Collected data
####################

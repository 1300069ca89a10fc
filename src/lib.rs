//! MySQL MCP Client Library
//!
//! This library provides MCP (Model Context Protocol) tools for AI assistants
//! to connect to a MySQL server, run SQL and inspect its schema.

pub mod config;
pub mod db;
pub mod error;
pub mod mcp;
pub mod models;
pub mod tools;
pub mod transport;

pub use config::Config;
pub use db::{Datastore, MySqlSession};
pub use error::DbError;
pub use mcp::MySqlService;
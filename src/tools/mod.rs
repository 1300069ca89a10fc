//! MCP tool implementations.
//!
//! This module contains all database tool handlers:
//! - `connect`: Open a session to a MySQL server
//! - `disconnect`: Close the session
//! - `query`: Execute arbitrary SQL
//! - `list_databases`: List databases on the server
//! - `list_tables`: List tables in a database
//! - `describe_table`: Show a table's columns
//! - `format`: Shared markdown/JSON renderers

pub mod connect;
pub mod format;
pub mod query;
pub mod schema;

pub use connect::{ConnectInput, ConnectToolHandler, DisconnectInput};
pub use format::{NO_RESULTS_MESSAGE, OutputFormat};
pub use query::{QueryInput, QueryToolHandler};
pub use schema::{
    DescribeTableInput, ListDatabasesInput, ListTablesInput, SchemaToolHandler, quote_identifier,
};
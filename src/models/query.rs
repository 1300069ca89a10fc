//! Query-related data models.
//!
//! This module defines the request handed to the executor and the
//! column/row shape it produces.

use std::borrow::Cow;
use std::time::Duration;

/// Deadline for verifying a freshly opened connection.
pub const PING_TIMEOUT: Duration = Duration::from_secs(5);

/// Longest wait for a pooled connection to become available.
pub const ACQUIRE_TIMEOUT: Duration = PING_TIMEOUT;

/// Deadline for catalog lookups (list databases/tables, describe table).
pub const METADATA_TIMEOUT: Duration = Duration::from_secs(10);

/// Deadline for arbitrary caller-supplied SQL.
pub const QUERY_TIMEOUT: Duration = Duration::from_secs(30);

/// A single cell as returned by the server.
///
/// `Raw` exists because MySQL reports some text columns (catalog names,
/// binary collations) as byte strings; renderers decode them as UTF-8.
#[derive(Debug, Clone, PartialEq, Eq)]
pub enum CellValue {
    Null,
    Text(String),
    Raw(Vec<u8>),
}

impl CellValue {
    pub fn is_null(&self) -> bool {
        matches!(self, Self::Null)
    }

    /// Text form of the cell. `None` for NULL.
    pub fn as_text(&self) -> Option<Cow<'_, str>> {
        match self {
            Self::Null => None,
            Self::Text(s) => Some(Cow::Borrowed(s)),
            Self::Raw(bytes) => Some(String::from_utf8_lossy(bytes)),
        }
    }
}

impl From<&str> for CellValue {
    fn from(s: &str) -> Self {
        Self::Text(s.to_string())
    }
}

impl From<String> for CellValue {
    fn from(s: String) -> Self {
        Self::Text(s)
    }
}

impl<T: Into<CellValue>> From<Option<T>> for CellValue {
    fn from(value: Option<T>) -> Self {
        value.map(Into::into).unwrap_or(Self::Null)
    }
}

/// One result row, positionally aligned with `QueryResult::columns`.
///
/// A vector rather than a map because column names may repeat.
pub type Row = Vec<CellValue>;

/// Columns and rows of one executed statement.
///
/// An empty `columns` means the statement did not produce a result set
/// (INSERT, UPDATE, DDL...), which is distinct from a result set with no rows.
#[derive(Debug, Clone, Default, PartialEq, Eq)]
pub struct QueryResult {
    pub columns: Vec<String>,
    pub rows: Vec<Row>,
}

impl QueryResult {
    pub fn new(columns: Vec<String>, rows: Vec<Row>) -> Self {
        Self { columns, rows }
    }

    /// Result of a statement that produced no result set.
    pub fn no_columns() -> Self {
        Self::default()
    }

    pub fn has_columns(&self) -> bool {
        !self.columns.is_empty()
    }

    pub fn row_count(&self) -> usize {
        self.rows.len()
    }
}

#[derive(Debug, Clone)]
pub struct QueryRequest {
    pub sql: String,
    /// Positional `?` parameters. Empty for caller-supplied SQL, which is sent verbatim.
    pub params: Vec<String>,
    pub timeout: Duration,
}

impl QueryRequest {
    /// Create a new request with the given deadline.
    pub fn new(sql: impl Into<String>, timeout: Duration) -> Self {
        Self {
            sql: sql.into(),
            params: Vec::new(),
            timeout,
        }
    }

    /// Add a parameter to this query.
    pub fn with_param(mut self, param: impl Into<String>) -> Self {
        self.params.push(param.into());
        self
    }
}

####################

Write all of the data above again, exactly as given.

_Your solution_.
repository 1300069ca89a10fc
filename src/lib.rs
//! MySQL MCP Client Library
//!
//! This library provides MCP (Model Context Protocol) tools for AI assistants
//! to connect to a MySQL server, run SQL and inspect its schema.

pub mod config;
pub mod db;
pub mod error;
pub mod mcp;
pub mod models;
pub mod tools;
pub mod transport;

pub use config::Config;
pub use db::{Datastore, MySqlSession};
pub use error::DbError;
pub use mcp::MySqlService;
filename src/tools/mod.rs
repository 1300069ca89a10fc
//! MCP tool implementations.
//!
//! This module contains all database tool handlers:
//! - `connect`: Open a session to a MySQL server
//! - `disconnect`: Close the session
//! - `query`: Execute arbitrary SQL
//! - `list_databases`: List databases on the server
//! - `list_tables`: List tables in a database
//! - `describe_table`: Show a table's columns
//! - `format`: Shared markdown/JSON renderers

pub mod connect;
pub mod format;
pub mod query;
pub mod schema;

pub use connect::{ConnectInput, ConnectToolHandler, DisconnectInput};
pub use format::{NO_RESULTS_MESSAGE, OutputFormat};
pub use query::{QueryInput, QueryToolHandler};
pub use schema::{
    DescribeTableInput, ListDatabasesInput, ListTablesInput, SchemaToolHandler, quote_identifier,
};
filename src/models/query.rs
repository 1300069ca89a10fc
//! Query-related data models.
//!
//! This module defines the request handed to the executor and the
//! column/row shape it produces.

use std::borrow::Cow;
use std::time::Duration;

/// Deadline for verifying a freshly opened connection.
pub const PING_TIMEOUT: Duration = Duration::from_secs(5);

/// Longest wait for a pooled connection to become available.
pub const ACQUIRE_TIMEOUT: Duration = PING_TIMEOUT;

/// Deadline for catalog lookups (list databases/tables, describe table).
pub const METADATA_TIMEOUT: Duration = Duration::from_secs(10);

/// Deadline for arbitrary caller-supplied SQL.
pub const QUERY_TIMEOUT: Duration = Duration::from_secs(30);

/// A single cell as returned by the server.
///
/// `Raw` exists because MySQL reports some text columns (catalog names,
/// binary collations) as byte strings; renderers decode them as UTF-8.
#[derive(Debug, Clone, PartialEq, Eq)]
pub enum CellValue {
    Null,
    Text(String),
    Raw(Vec<u8>),
}

impl CellValue {
    pub fn is_null(&self) -> bool {
        matches!(self, Self::Null)
    }

    /// Text form of the cell. `None` for NULL.
    pub fn as_text(&self) -> Option<Cow<'_, str>> {
        match self {
            Self::Null => None,
            Self::Text(s) => Some(Cow::Borrowed(s)),
            Self::Raw(bytes) => Some(String::from_utf8_lossy(bytes)),
        }
    }
}

impl From<&str> for CellValue {
    fn from(s: &str) -> Self {
        Self::Text(s.to_string())
    }
}

impl From<String> for CellValue {
    fn from(s: String) -> Self {
        Self::Text(s)
    }
}

impl<T: Into<CellValue>> From<Option<T>> for CellValue {
    fn from(value: Option<T>) -> Self {
        value.map(Into::into).unwrap_or(Self::Null)
    }
}

/// One result row, positionally aligned with `QueryResult::columns`.
///
/// A vector rather than a map because column names may repeat.
pub type Row = Vec<CellValue>;

/// Columns and rows of one executed statement.
///
/// An empty `columns` means the statement did not produce a result set
/// (INSERT, UPDATE, DDL...), which is distinct from a result set with no rows.
#[derive(Debug, Clone, Default, PartialEq, Eq)]
pub struct QueryResult {
    pub columns: Vec<String>,
    pub rows: Vec<Row>,
}

impl QueryResult {
    pub fn new(columns: Vec<String>, rows: Vec<Row>) -> Self {
        Self { columns, rows }
    }

    /// Result of a statement that produced no result set.
    pub fn no_columns() -> Self {
        Self::default()
    }

    pub fn has_columns(&self) -> bool {
        !self.columns.is_empty()
    }

    pub fn row_count(&self) -> usize {
        self.rows.len()
    }
}

#[derive(Debug, Clone)]
pub struct QueryRequest {
    pub sql: String,
    /// Positional `?` parameters. Empty for caller-supplied SQL, which is sent verbatim.
    pub params: Vec<String>,
    pub timeout: Duration,
}

impl QueryRequest {
    /// Create a new request with the given deadline.
    pub fn new(sql: impl Into<String>, timeout: Duration) -> Self {
        Self {
            sql: sql.into(),
            params: Vec::new(),
            timeout,
        }
    }

    /// Add a parameter to this query.
    pub fn with_param(mut self, param: impl Into<String>) -> Self {
        self.params.push(param.into());
        self
    }
}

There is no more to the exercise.